▶ _WORK TASK_:
Reproduce the records below; each should match the original exactly.

Data entries
————

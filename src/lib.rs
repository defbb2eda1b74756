//! # seo-score
//!
//! On-page SEO analysis: fetch a page, parse its HTML once, extract the
//! signals search engines look at, and compute a heuristic 0-100 score with
//! a recommendation for every check that did not pass.
//!
//! ## Quick Start
//!
//! ```rust
//! use seo_score::analyze;
//!
//! let html = r#"<html><head><title>My Page</title></head>
//! <body><h1>Welcome</h1><p>Some content.</p></body></html>"#;
//!
//! let report = analyze(html);
//! println!("Score: {} / 100", report.score.total);
//! for check in report.score.recommendations() {
//!     println!("{}: {:?}", check.id.label(), check.recommendation);
//! }
//! ```
//!
//! ## Checks
//!
//! - **Title**: length within 50-60 characters
//! - **Meta description**: present, ideally 120-160 characters (Open Graph fallback)
//! - **H1**: present
//! - **Word count**: at least 300 words of body text
//! - **Image ALT**: graduated by the number of images missing alt text
//! - **Canonical**, **robots** and **heading structure**
//! - **Focus keyword** (optional): placement and density
//!
//! Broken-link checking, keyword density tables and CSV/JSON export are
//! available on top of the score.

mod error;
mod extract;
mod options;
mod result;

/// DOM helpers over `dom_query`.
pub mod dom;

/// Character encoding detection and transcoding.
pub mod encoding;

/// Report rendering (text, Markdown) and export (CSV, JSON).
pub mod export;

/// HTTP page fetching and broken-link checking.
pub mod fetch;

/// Keyword frequency and density analysis.
pub mod keywords;

/// Head-level metadata extraction (title, meta tags, canonical).
pub mod metadata;

/// Weighted checks and the 0-100 score.
pub mod scoring;

/// URL validation, resolution and link classification.
pub mod url_utils;

use chrono::Utc;
use tracing::warn;

// Public API - re-exports
pub use error::{Error, Result};
pub use extract::{extract_from_document, extract_seo_data};
pub use fetch::{fetch_page, FetchedPage, LinkChecker};
pub use options::{Options, DEFAULT_USER_AGENT};
pub use result::{
    Check, CheckId, CheckStatus, DescriptionSource, FocusKeyword, HeadingCounts, ImageStats,
    KeywordStat, LinkCheck, LinkStats, OpenGraph, RobotsDirectives, SeoData, SeoReport,
    SeoScore,
};

/// Analyzes an HTML document using default options.
///
/// # Example
///
/// ```rust
/// use seo_score::analyze;
///
/// let report = analyze("<html><body><h1>Hello</h1></body></html>");
/// assert_eq!(report.data.h1.as_deref(), Some("Hello"));
/// assert!(report.score.total <= 100);
/// ```
#[must_use]
pub fn analyze(html: &str) -> SeoReport {
    analyze_with_options(html, &Options::default())
}

/// Analyzes an HTML document with custom options.
///
/// `options.url` is used as the page URL for link classification and
/// canonical resolution. No network access happens here; link checking
/// is only done by [`analyze_url`].
///
/// # Example
///
/// ```rust
/// use seo_score::{analyze_with_options, Options};
///
/// let html = r#"<html><body><a href="/about">About</a></body></html>"#;
/// let options = Options {
///     url: Some("https://example.com/".to_string()),
///     ..Options::default()
/// };
/// let report = analyze_with_options(html, &options);
/// assert_eq!(report.data.links.internal, 1);
/// ```
#[must_use]
pub fn analyze_with_options(html: &str, options: &Options) -> SeoReport {
    let mut warnings = Vec::new();

    let url = match options.url.as_deref() {
        Some(raw) => {
            let parsed = url_utils::parse_page_url(raw);
            if parsed.is_none() {
                warnings.push(format!("Ignoring invalid page URL: {raw}"));
            }
            parsed.map(|u| u.to_string())
        }
        None => None,
    };

    let data = extract::extract_seo_data(html, options);
    let score = scoring::calculate_seo_score(&data, options);

    SeoReport {
        url,
        data,
        score,
        warnings,
        ..SeoReport::default()
    }
}

/// Analyzes HTML bytes with automatic encoding detection.
///
/// # Character Encoding
///
/// The encoding is detected from `<meta charset>` or
/// `<meta http-equiv="Content-Type">`, defaulting to UTF-8. Invalid
/// characters are replaced with � rather than causing errors.
#[must_use]
pub fn analyze_bytes(html: &[u8]) -> SeoReport {
    analyze_bytes_with_options(html, &Options::default())
}

/// Analyzes HTML bytes with custom options and automatic encoding detection.
#[must_use]
pub fn analyze_bytes_with_options(html: &[u8], options: &Options) -> SeoReport {
    let html_str = encoding::transcode_to_utf8(html);
    analyze_with_options(&html_str, options)
}

/// Fetches `url` and analyzes the response.
///
/// The final URL after redirects becomes the page URL. When
/// `options.check_links` is set, the links found on the page are checked
/// afterwards; a failure to set up the link checker is reported as a
/// warning rather than an error.
///
/// # Errors
///
/// Returns `Error::InvalidUrl` for URLs that are not http(s),
/// `Error::HttpStatus` for 4xx/5xx responses and `Error::Fetch` for
/// transport failures.
pub fn analyze_url(url: &str, options: &Options) -> Result<SeoReport> {
    let page = fetch::fetch_page(url, options)?;
    let fetched_at = Utc::now();

    let page_options = Options {
        url: Some(page.url.to_string()),
        ..options.clone()
    };

    let mut report = analyze_with_options(&page.body, &page_options);
    report.fetched_at = Some(fetched_at);
    report.http_status = Some(page.status);

    if let Some(content_type) = page.content_type.as_deref() {
        if !content_type.to_ascii_lowercase().contains("html") {
            report
                .warnings
                .push(format!("Response Content-Type is {content_type}, not HTML"));
        }
    }

    if options.check_links {
        match LinkChecker::new(options) {
            Ok(checker) => {
                report.link_checks = checker.check_all(&report.data.links.urls);
            }
            Err(err) => {
                warn!(error = %err, "link checker unavailable");
                report.warnings.push(format!("Link check skipped: {err}"));
            }
        }
    }

    Ok(report)
}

————

▶ _WORKED SOLUTION_:
filename src/lib.rs
repository defbb2eda1b74756
//! # seo-score
//!
//! On-page SEO analysis: fetch a page, parse its HTML once, extract the
//! signals search engines look at, and compute a heuristic 0-100 score with
//! a recommendation for every check that did not pass.
//!
//! ## Quick Start
//!
//! ```rust
//! use seo_score::analyze;
//!
//! let html = r#"<html><head><title>My Page</title></head>
//! <body><h1>Welcome</h1><p>Some content.</p></body></html>"#;
//!
//! let report = analyze(html);
//! println!("Score: {} / 100", report.score.total);
//! for check in report.score.recommendations() {
//!     println!("{}: {:?}", check.id.label(), check.recommendation);
//! }
//! ```
//!
//! ## Checks
//!
//! - **Title**: length within 50-60 characters
//! - **Meta description**: present, ideally 120-160 characters (Open Graph fallback)
//! - **H1**: present
//! - **Word count**: at least 300 words of body text
//! - **Image ALT**: graduated by the number of images missing alt text
//! - **Canonical**, **robots** and **heading structure**
//! - **Focus keyword** (optional): placement and density
//!
//! Broken-link checking, keyword density tables and CSV/JSON export are
//! available on top of the score.

mod error;
mod extract;
mod options;
mod result;

/// DOM helpers over `dom_query`.
pub mod dom;

/// Character encoding detection and transcoding.
pub mod encoding;

/// Report rendering (text, Markdown) and export (CSV, JSON).
pub mod export;

/// HTTP page fetching and broken-link checking.
pub mod fetch;

/// Keyword frequency and density analysis.
pub mod keywords;

/// Head-level metadata extraction (title, meta tags, canonical).
pub mod metadata;

/// Weighted checks and the 0-100 score.
pub mod scoring;

/// URL validation, resolution and link classification.
pub mod url_utils;

use chrono::Utc;
use tracing::warn;

// Public API - re-exports
pub use error::{Error, Result};
pub use extract::{extract_from_document, extract_seo_data};
pub use fetch::{fetch_page, FetchedPage, LinkChecker};
pub use options::{Options, DEFAULT_USER_AGENT};
pub use result::{
    Check, CheckId, CheckStatus, DescriptionSource, FocusKeyword, HeadingCounts, ImageStats,
    KeywordStat, LinkCheck, LinkStats, OpenGraph, RobotsDirectives, SeoData, SeoReport,
    SeoScore,
};

/// Analyzes an HTML document using default options.
///
/// # Example
///
/// ```rust
/// use seo_score::analyze;
///
/// let report = analyze("<html><body><h1>Hello</h1></body></html>");
/// assert_eq!(report.data.h1.as_deref(), Some("Hello"));
/// assert!(report.score.total <= 100);
/// ```
#[must_use]
pub fn analyze(html: &str) -> SeoReport {
    analyze_with_options(html, &Options::default())
}

/// Analyzes an HTML document with custom options.
///
/// `options.url` is used as the page URL for link classification and
/// canonical resolution. No network access happens here; link checking
/// is only done by [`analyze_url`].
///
/// # Example
///
/// ```rust
/// use seo_score::{analyze_with_options, Options};
///
/// let html = r#"<html><body><a href="/about">About</a></body></html>"#;
/// let options = Options {
///     url: Some("https://example.com/".to_string()),
///     ..Options::default()
/// };
/// let report = analyze_with_options(html, &options);
/// assert_eq!(report.data.links.internal, 1);
/// ```
#[must_use]
pub fn analyze_with_options(html: &str, options: &Options) -> SeoReport {
    let mut warnings = Vec::new();

    let url = match options.url.as_deref() {
        Some(raw) => {
            let parsed = url_utils::parse_page_url(raw);
            if parsed.is_none() {
                warnings.push(format!("Ignoring invalid page URL: {raw}"));
            }
            parsed.map(|u| u.to_string())
        }
        None => None,
    };

    let data = extract::extract_seo_data(html, options);
    let score = scoring::calculate_seo_score(&data, options);

    SeoReport {
        url,
        data,
        score,
        warnings,
        ..SeoReport::default()
    }
}

/// Analyzes HTML bytes with automatic encoding detection.
///
/// # Character Encoding
///
/// The encoding is detected from `<meta charset>` or
/// `<meta http-equiv="Content-Type">`, defaulting to UTF-8. Invalid
/// characters are replaced with � rather than causing errors.
#[must_use]
pub fn analyze_bytes(html: &[u8]) -> SeoReport {
    analyze_bytes_with_options(html, &Options::default())
}

/// Analyzes HTML bytes with custom options and automatic encoding detection.
#[must_use]
pub fn analyze_bytes_with_options(html: &[u8], options: &Options) -> SeoReport {
    let html_str = encoding::transcode_to_utf8(html);
    analyze_with_options(&html_str, options)
}

/// Fetches `url` and analyzes the response.
///
/// The final URL after redirects becomes the page URL. When
/// `options.check_links` is set, the links found on the page are checked
/// afterwards; a failure to set up the link checker is reported as a
/// warning rather than an error.
///
/// # Errors
///
/// Returns `Error::InvalidUrl` for URLs that are not http(s),
/// `Error::HttpStatus` for 4xx/5xx responses and `Error::Fetch` for
/// transport failures.
pub fn analyze_url(url: &str, options: &Options) -> Result<SeoReport> {
    let page = fetch::fetch_page(url, options)?;
    let fetched_at = Utc::now();

    let page_options = Options {
        url: Some(page.url.to_string()),
        ..options.clone()
    };

    let mut report = analyze_with_options(&page.body, &page_options);
    report.fetched_at = Some(fetched_at);
    report.http_status = Some(page.status);

    if let Some(content_type) = page.content_type.as_deref() {
        if !content_type.to_ascii_lowercase().contains("html") {
            report
                .warnings
                .push(format!("Response Content-Type is {content_type}, not HTML"));
        }
    }

    if options.check_links {
        match LinkChecker::new(options) {
            Ok(checker) => {
                report.link_checks = checker.check_all(&report.data.links.urls);
            }
            Err(err) => {
                warn!(error = %err, "link checker unavailable");
                report.warnings.push(format!("Link check skipped: {err}"));
            }
        }
    }

    Ok(report)
}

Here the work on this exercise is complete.